*** LISTED RECORDS ***

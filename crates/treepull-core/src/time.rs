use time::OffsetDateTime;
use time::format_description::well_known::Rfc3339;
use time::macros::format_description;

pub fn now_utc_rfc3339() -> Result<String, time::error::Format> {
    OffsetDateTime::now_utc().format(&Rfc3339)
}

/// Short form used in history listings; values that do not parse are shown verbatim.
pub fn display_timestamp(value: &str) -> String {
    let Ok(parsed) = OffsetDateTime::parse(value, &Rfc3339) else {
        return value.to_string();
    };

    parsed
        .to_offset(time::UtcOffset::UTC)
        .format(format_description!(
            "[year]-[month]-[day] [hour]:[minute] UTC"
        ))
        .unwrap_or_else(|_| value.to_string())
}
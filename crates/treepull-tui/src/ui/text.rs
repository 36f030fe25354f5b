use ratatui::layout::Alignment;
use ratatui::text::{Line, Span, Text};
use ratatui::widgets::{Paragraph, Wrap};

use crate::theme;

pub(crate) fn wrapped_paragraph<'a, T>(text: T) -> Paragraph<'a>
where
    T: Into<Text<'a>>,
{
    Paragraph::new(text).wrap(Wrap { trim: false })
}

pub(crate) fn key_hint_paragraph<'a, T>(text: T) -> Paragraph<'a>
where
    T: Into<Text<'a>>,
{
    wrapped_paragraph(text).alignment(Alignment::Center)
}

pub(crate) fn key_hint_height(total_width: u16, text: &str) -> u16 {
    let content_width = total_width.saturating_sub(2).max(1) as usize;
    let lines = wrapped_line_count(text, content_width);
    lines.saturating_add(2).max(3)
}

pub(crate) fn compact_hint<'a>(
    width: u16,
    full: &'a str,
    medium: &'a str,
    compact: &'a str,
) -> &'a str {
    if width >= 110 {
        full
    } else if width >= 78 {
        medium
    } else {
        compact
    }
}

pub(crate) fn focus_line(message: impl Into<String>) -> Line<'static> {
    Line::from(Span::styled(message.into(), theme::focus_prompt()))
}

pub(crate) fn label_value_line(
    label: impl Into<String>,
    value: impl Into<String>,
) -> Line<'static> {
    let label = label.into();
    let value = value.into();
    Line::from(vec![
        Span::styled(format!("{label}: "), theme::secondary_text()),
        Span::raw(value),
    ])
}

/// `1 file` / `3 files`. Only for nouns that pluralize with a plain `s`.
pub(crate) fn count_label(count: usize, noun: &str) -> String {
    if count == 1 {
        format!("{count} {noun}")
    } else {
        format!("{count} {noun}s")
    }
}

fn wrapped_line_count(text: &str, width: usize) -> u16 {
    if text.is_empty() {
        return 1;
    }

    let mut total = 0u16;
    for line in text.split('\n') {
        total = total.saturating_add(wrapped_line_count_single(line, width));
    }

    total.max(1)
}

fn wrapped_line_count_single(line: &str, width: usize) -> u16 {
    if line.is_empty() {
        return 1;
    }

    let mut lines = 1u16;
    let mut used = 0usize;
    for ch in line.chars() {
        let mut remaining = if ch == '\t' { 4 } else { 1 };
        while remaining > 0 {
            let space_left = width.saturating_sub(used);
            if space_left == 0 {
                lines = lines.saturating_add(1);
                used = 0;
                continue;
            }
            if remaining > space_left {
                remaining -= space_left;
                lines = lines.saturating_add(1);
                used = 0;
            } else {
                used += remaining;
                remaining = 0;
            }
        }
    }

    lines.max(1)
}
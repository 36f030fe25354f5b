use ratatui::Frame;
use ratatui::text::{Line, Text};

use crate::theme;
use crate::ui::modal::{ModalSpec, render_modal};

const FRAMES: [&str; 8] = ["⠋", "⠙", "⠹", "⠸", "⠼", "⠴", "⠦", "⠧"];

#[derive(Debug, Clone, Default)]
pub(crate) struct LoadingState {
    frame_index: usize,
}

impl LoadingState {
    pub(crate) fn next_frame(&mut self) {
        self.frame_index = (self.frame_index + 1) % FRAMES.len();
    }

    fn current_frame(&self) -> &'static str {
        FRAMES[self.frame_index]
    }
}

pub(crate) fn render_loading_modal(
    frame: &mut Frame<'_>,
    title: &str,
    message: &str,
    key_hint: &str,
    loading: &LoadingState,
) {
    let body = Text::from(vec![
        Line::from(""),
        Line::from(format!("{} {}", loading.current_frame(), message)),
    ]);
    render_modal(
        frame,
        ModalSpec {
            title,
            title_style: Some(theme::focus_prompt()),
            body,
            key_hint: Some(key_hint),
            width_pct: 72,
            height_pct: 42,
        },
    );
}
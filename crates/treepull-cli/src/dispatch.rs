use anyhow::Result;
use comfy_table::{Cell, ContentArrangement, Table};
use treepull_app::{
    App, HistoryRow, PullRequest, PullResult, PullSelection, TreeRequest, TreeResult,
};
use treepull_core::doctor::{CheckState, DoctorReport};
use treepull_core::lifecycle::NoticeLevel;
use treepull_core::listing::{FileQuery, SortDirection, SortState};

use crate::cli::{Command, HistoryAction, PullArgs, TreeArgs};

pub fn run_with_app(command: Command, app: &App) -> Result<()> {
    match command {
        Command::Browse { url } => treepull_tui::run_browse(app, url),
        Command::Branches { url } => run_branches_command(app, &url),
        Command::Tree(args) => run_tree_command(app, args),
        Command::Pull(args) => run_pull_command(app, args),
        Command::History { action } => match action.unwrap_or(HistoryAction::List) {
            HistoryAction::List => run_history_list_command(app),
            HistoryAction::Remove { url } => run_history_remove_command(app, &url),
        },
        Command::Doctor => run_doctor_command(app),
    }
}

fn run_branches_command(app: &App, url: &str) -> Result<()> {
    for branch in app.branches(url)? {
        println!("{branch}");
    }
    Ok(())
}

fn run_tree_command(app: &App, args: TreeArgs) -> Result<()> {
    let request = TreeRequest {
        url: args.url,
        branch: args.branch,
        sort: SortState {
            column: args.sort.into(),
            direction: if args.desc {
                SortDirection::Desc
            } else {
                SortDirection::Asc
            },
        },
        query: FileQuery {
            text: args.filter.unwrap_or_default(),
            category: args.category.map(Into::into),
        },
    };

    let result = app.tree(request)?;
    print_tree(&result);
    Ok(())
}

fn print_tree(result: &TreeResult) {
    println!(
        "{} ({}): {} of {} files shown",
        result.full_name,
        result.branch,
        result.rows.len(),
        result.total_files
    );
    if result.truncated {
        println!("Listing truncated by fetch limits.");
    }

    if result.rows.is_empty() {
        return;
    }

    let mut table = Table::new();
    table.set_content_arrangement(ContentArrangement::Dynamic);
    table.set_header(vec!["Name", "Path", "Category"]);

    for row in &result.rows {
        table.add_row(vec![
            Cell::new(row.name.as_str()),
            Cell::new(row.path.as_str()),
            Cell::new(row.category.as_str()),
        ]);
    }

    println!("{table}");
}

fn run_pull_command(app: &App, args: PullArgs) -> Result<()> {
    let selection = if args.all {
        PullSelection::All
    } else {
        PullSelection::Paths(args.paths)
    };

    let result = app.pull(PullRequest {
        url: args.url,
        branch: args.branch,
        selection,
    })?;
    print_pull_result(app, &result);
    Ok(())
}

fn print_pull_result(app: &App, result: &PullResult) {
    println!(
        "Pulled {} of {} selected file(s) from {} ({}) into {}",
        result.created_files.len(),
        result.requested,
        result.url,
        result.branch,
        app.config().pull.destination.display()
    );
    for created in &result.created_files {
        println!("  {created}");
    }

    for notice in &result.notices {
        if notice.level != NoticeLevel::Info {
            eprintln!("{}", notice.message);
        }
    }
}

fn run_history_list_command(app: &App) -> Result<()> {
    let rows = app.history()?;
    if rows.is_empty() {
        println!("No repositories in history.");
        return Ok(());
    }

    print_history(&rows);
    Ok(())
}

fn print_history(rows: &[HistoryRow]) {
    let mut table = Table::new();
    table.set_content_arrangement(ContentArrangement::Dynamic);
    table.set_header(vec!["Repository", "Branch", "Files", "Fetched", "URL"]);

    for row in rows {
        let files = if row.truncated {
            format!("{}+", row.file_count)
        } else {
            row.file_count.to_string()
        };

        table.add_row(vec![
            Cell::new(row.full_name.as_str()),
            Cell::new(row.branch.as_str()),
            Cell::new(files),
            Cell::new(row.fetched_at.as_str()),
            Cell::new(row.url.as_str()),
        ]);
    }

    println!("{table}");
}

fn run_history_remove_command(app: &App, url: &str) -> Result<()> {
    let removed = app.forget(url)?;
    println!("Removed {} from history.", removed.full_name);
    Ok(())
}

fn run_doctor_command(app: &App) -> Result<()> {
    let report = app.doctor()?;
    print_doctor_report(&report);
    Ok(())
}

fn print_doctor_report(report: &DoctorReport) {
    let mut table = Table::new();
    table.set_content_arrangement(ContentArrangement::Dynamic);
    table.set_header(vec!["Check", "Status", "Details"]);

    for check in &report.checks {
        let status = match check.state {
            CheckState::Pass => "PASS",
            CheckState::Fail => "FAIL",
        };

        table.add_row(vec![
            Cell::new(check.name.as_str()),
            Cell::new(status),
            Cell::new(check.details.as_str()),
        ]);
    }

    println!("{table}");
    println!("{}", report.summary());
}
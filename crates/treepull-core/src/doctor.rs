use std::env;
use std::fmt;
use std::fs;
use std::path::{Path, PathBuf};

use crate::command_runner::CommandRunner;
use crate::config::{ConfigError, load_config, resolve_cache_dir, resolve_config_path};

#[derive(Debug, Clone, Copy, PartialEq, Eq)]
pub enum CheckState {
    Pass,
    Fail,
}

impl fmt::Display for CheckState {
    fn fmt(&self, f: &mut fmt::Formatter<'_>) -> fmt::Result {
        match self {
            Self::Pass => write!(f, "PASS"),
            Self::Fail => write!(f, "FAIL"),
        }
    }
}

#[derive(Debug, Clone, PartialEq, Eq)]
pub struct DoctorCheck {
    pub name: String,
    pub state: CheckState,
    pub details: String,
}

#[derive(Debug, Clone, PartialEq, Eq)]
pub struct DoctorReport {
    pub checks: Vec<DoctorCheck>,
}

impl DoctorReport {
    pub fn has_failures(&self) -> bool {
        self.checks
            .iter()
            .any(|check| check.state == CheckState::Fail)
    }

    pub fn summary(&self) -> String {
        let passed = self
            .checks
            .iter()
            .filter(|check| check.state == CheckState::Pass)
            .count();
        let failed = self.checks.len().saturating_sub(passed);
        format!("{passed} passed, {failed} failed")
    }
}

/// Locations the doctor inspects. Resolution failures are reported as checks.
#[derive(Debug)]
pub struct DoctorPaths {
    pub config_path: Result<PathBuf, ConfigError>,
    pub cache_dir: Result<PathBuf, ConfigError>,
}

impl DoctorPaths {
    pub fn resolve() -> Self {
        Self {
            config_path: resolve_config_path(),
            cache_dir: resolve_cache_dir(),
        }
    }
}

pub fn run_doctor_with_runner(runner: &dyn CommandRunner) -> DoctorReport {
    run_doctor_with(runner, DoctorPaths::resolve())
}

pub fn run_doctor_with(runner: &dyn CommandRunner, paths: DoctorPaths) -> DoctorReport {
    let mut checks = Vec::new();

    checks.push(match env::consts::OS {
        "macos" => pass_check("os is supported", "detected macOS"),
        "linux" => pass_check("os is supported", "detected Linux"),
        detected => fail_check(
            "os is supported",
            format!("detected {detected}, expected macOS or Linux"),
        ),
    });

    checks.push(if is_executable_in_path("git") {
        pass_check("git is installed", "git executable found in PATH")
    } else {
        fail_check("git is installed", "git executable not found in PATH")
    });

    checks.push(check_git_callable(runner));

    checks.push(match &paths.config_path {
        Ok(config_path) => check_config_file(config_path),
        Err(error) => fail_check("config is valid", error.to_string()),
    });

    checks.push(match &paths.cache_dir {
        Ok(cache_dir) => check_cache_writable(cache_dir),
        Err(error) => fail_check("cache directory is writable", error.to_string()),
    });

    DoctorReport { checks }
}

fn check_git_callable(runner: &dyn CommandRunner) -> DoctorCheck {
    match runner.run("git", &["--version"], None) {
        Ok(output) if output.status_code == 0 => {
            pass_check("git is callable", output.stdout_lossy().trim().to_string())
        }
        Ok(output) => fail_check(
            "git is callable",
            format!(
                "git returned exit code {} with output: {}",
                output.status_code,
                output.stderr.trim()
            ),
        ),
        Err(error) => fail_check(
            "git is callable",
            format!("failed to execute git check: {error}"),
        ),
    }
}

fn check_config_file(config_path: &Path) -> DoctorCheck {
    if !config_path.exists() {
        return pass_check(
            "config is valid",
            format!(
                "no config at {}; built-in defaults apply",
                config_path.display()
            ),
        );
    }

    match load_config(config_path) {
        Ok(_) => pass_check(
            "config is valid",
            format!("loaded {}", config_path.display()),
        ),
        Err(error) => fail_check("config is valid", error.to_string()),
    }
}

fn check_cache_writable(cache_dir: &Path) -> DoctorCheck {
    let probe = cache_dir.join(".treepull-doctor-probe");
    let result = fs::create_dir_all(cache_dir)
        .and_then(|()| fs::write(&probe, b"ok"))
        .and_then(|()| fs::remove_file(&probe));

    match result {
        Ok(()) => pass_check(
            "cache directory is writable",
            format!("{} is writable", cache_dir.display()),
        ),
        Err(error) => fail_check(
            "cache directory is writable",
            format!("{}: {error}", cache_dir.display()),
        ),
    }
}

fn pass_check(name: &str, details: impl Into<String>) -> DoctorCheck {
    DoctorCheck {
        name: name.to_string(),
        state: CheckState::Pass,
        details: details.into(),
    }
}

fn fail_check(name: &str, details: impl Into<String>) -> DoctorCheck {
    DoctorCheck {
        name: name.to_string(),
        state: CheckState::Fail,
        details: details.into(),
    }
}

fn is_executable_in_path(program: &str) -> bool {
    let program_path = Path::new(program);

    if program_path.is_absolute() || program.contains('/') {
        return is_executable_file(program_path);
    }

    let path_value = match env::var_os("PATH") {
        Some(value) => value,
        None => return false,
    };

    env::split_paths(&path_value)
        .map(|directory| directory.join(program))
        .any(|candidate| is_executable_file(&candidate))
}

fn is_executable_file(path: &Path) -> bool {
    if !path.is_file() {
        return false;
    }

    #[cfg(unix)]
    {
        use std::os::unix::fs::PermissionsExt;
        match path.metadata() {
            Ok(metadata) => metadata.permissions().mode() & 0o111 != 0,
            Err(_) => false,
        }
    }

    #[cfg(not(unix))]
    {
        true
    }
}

*** End of LISTED RECORDS ***

When the word "None" appears in a line of the listing, pull that line out.

    match runner.run("git", &["--version"], None) {
        None => return false,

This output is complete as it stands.